Saturday, June 22, 2024

Mexican cantaloupe processing plant shut down after deadly salmonella outbreak

Authorities have suspended operations at a cantaloupe processing plant in Sonora that is linked to deadly salmonella outbreaks in the United States and Canada.

Six deaths in Canada and four in the United States have been attributed to salmonella infections caused by the consumption of Mexican cantaloupes.

Over 300 people in the United States and more than 150 in Canada have become sick with the food-borne illness after eating contaminated cantaloupes.

The federal health regulator Cofepris said in a statement on Friday that U.S. and Canadian authorities notified it about the detection of salmonella in cantaloupe processed in Sonora.

Cofepris contacted Sonora health regulator Coesprisson and that agency conducted “two health verification visits to the processing company” in the city of Guaymas and ordered the “temporary suspension of activities” as a “safety measure.”

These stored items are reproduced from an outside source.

//! End-to-end conversion and export scenarios.
//!
//! Documents are built programmatically, converted with [`convert_document`]
//! and exported, then the exported descriptor and binary data are checked.

mod common;

use rstest::rstest;

use common::{
    add_rig, add_skinned_mesh, init_logger, linear_x_animation, quad_source,
    static_cube_document, uniform_skin,
};
use redlilium_converter::document::{Document, GeometryInstance, Node, NodeTransform};
use redlilium_converter::{
    convert_document, export_rmx, export_threejs, ConvertContext, ConverterOptions,
    ExportOptions,
};

// ============================================================================
// Static geometry
// ============================================================================

#[test]
fn test_static_cube_exports_without_bones() {
    init_logger();
    let mut doc = static_cube_document();
    let mut ctx = ConvertContext::default();
    let scene = convert_document(&mut doc, &mut ctx).unwrap();
    let asset = export_rmx(&scene, &ExportOptions::default()).unwrap();

    let json = &asset.json;
    assert_eq!(json.chunks.len(), 1);
    assert_eq!(json.chunks[0].vertex_count, 8);
    assert_eq!(json.chunks[0].triangle_count, 12);
    assert!(json.chunks[0].boneweight.is_none());
    assert!(json.bones.is_empty());
    assert!(json.animations.is_empty());
    assert_eq!(json.info.bounding_box.min, [0.0, 0.0, 0.0]);
    assert_eq!(json.info.bounding_box.max, [1.0, 1.0, 1.0]);

    let value: serde_json::Value = serde_json::from_str(&asset.to_json_string().unwrap()).unwrap();
    assert_eq!(value["bones"], serde_json::json!([]));
    assert_eq!(value["animations"], serde_json::json!([]));
}

/// Every exported triangle corner must land on the source position its
/// original index referenced.
#[test]
fn test_deindexed_cube_reproduces_source_triangles() {
    init_logger();
    let mut doc = static_cube_document();
    let source = common::cube_source();
    let source_positions = source.vertices.position.as_ref().unwrap().data.clone();
    let source_indices = source.primitives[0].indices.clone();

    let mut ctx = ConvertContext::default();
    let scene = convert_document(&mut doc, &mut ctx).unwrap();
    let asset = export_rmx(&scene, &ExportOptions::default()).unwrap();
    let chunk = &asset.json.chunks[0];
    let indices = chunk.indices.decode::<u16>(&asset.data).unwrap();
    let positions = chunk.position.decode::<f32>(&asset.data).unwrap();

    assert_eq!(indices.len(), source_indices.len());
    for (&exported, &original) in indices.iter().zip(&source_indices) {
        let e = exported as usize * 3;
        let o = original as usize * 3;
        assert_eq!(&positions[e..e + 3], &source_positions[o..o + 3]);
    }
}

// ============================================================================
// Skinning
// ============================================================================

#[test]
fn test_two_bone_skin_weights_are_normalized() {
    init_logger();
    let mut doc = Document::new();
    let rig = add_rig(&mut doc);
    doc.geometries.push(quad_source("quad"));
    doc.skins
        .push(uniform_skin(0, &["root", "child"], &[(0, 0.7), (1, 0.3)]));
    add_skinned_mesh(&mut doc, "quad-mesh", 0, &rig);

    let mut ctx = ConvertContext::default();
    let scene = convert_document(&mut doc, &mut ctx).unwrap();
    let asset = export_rmx(&scene, &ExportOptions::default()).unwrap();

    assert_eq!(asset.json.bones.len(), 2);
    assert_eq!(asset.json.bones[0].name, "root");
    assert_eq!(asset.json.bones[1].parent, 0);

    let chunk = &asset.json.chunks[0];
    let weights = chunk.boneweight.unwrap().decode::<f32>(&asset.data).unwrap();
    let bones = chunk.boneindex.unwrap().decode::<u8>(&asset.data).unwrap();
    assert_eq!(weights.len(), chunk.vertex_count * 4);
    for (w, b) in weights.chunks_exact(4).zip(bones.chunks_exact(4)) {
        let total: f32 = w.iter().sum();
        assert!((total - 1.0).abs() < 1e-5, "weights {w:?} sum to {total}");
        assert_eq!(&w[..2], &[0.7, 0.3]);
        assert_eq!(&b[..2], &[0, 1]);
    }
}

#[test]
fn test_merged_skeletons_share_equal_bones() {
    init_logger();
    let mut doc = Document::new();
    let rig = add_rig(&mut doc);
    doc.geometries.push(quad_source("a"));
    doc.geometries.push(quad_source("b"));
    // Joint order of A differs from the sorted skeleton so its indices must be rewritten.
    doc.skins.push(uniform_skin(0, &["child", "root"], &[(0, 1.0)]));
    doc.skins.push(uniform_skin(
        1,
        &["root", "child", "grandchild"],
        &[(2, 1.0)],
    ));
    add_skinned_mesh(&mut doc, "mesh-a", 0, &rig);
    add_skinned_mesh(&mut doc, "mesh-b", 1, &rig);

    let mut ctx = ConvertContext::default();
    let scene = convert_document(&mut doc, &mut ctx).unwrap();
    let skeleton = scene.skeleton().unwrap();
    let names: Vec<&str> = skeleton.bones.iter().map(|b| b.name.as_str()).collect();
    assert_eq!(names, ["root", "child", "grandchild"]);
    assert_eq!(skeleton.bones[2].node, rig.grandchild);

    let asset = export_rmx(&scene, &ExportOptions::default()).unwrap();
    assert_eq!(asset.json.bones.len(), 3);
    let a = &asset.json.chunks[0];
    let b = &asset.json.chunks[1];
    let a_bones = a.boneindex.unwrap().decode::<u8>(&asset.data).unwrap();
    let b_bones = b.boneindex.unwrap().decode::<u8>(&asset.data).unwrap();
    assert!(a_bones.chunks_exact(4).all(|v| v[0] == 1));
    assert!(b_bones.chunks_exact(4).all(|v| v[0] == 2));
}

// ============================================================================
// Animation
// ============================================================================

fn animated_triangle(times: &[f32], values: &[f32]) -> Document {
    let mut doc = Document::new();
    doc.geometries.push(quad_source("quad"));
    let node = doc.add_node(
        Node::new("mover")
            .with_transform(NodeTransform::translate([0.0, 0.0, 0.0]))
            .with_geometry(GeometryInstance {
                geometry: 0,
                materials: vec![],
            }),
        None,
    );
    doc.animations
        .push(linear_x_animation("move", node, times, values));
    doc
}

/// Resampling a linear curve at any rate reproduces the curve exactly,
/// including both end points.
#[rstest]
#[case::source_rate(None, 3)]
#[case::two_fps(Some(2.0), 5)]
#[case::four_fps(Some(4.0), 9)]
#[case::fractional(Some(2.5), 6)]
fn test_resampled_linear_curve_is_exact(#[case] fps: Option<f32>, #[case] frames: usize) {
    init_logger();
    let mut doc = animated_triangle(&[0.0, 1.0, 2.0], &[0.0, 2.0, 4.0]);
    let mut ctx = ConvertContext::new(ConverterOptions {
        animation_fps: fps,
        ..Default::default()
    });
    let scene = convert_document(&mut doc, &mut ctx).unwrap();
    let clip = &scene.animations[0];
    assert_eq!(clip.name, "move");
    assert_eq!(clip.keyframes, frames);
    assert_eq!(clip.duration, 2.0);

    let pos = clip.tracks[0].pos.as_ref().unwrap();
    assert_eq!(pos.len(), frames);
    for (i, p) in pos.iter().enumerate() {
        let expected = 2.0 * clip.frame_time(i);
        assert!((p.x - expected).abs() < 1e-5, "frame {i}: {} != {expected}", p.x);
    }
    assert_eq!(pos[frames - 1].x, 4.0);
    // Sampling leaves the document at rest.
    assert_eq!(doc.nodes[0].transforms[0].data, vec![0.0, 0.0, 0.0]);
}

#[test]
fn test_threejs_export_inlines_animation_keys() {
    init_logger();
    let mut doc = animated_triangle(&[0.0, 1.0], &[0.0, 1.0]);
    let mut ctx = ConvertContext::default();
    let scene = convert_document(&mut doc, &mut ctx).unwrap();
    let model = export_threejs(&scene, &ExportOptions::default());

    assert_eq!(model.metadata.vertices, 4);
    assert_eq!(model.metadata.faces, 2);
    assert_eq!(model.bones.len(), 1);
    assert_eq!(model.skin_weights.len(), 4 * 4);
    let animation = model.animation.unwrap();
    let keys = &animation.hierarchy[0].keys;
    assert_eq!(keys.first().unwrap().time, 0.0);
    assert_eq!(keys.last().unwrap().time, 1.0);
    assert_eq!(keys.last().unwrap().pos, [1.0, 0.0, 0.0]);
}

Agriculture sanitation authority Senasica took samples from surfaces and of water for testing, according to the statement.

Three images: a sliced cantaloupe and brand stickers reading Rudy and Malachita
The U.S. Center for Disease Control (CDC) said Rudy and Malachita brand cantaloupes have been linked to the outbreak. (CDC)

Malachita and Rudy brand cantaloupes have been linked to the salmonella outbreaks in the U.S. and Canada, and authorities there have issued recalls of the fruit. Cantaloupes branded as such are grown in Sonora, one of Mexico’s leading producers of the fruit, and processed at the plant in Guaymas.

Batches of the cantaloupes have been returned to Mexico, Cofepris said, adding that it was carrying out actions to prevent contaminated products being sold on the local market.

The Public Health Agency of Canada (PHAC) first announced a salmonella outbreak linked to cantaloupes on Nov. 1. The agency has investigated infections in eight provinces including British Columbia, Alberta, Ontario and Quebec.

Most of the people who have become sick with salmonella in Canada were aged under six or 65 or older, according to PHAC.

In the United States, 302 salmonella cases linked to Mexican cantaloupes had been detected in 42 states as of Friday, according to the Centers for Disease Control and Prevention (CDC). Three of the four deaths occurred in Minnesota, while one person died in Oregon.

“CDC is concerned about this outbreak because the illnesses are severe and people in long-term care facilities and childcare centers have gotten sick,” the public health agency said in a food safety alert.

“Do not eat pre-cut cantaloupes if you don’t know whether Malichita or Rudy brand cantaloupes were used,” the CDC said.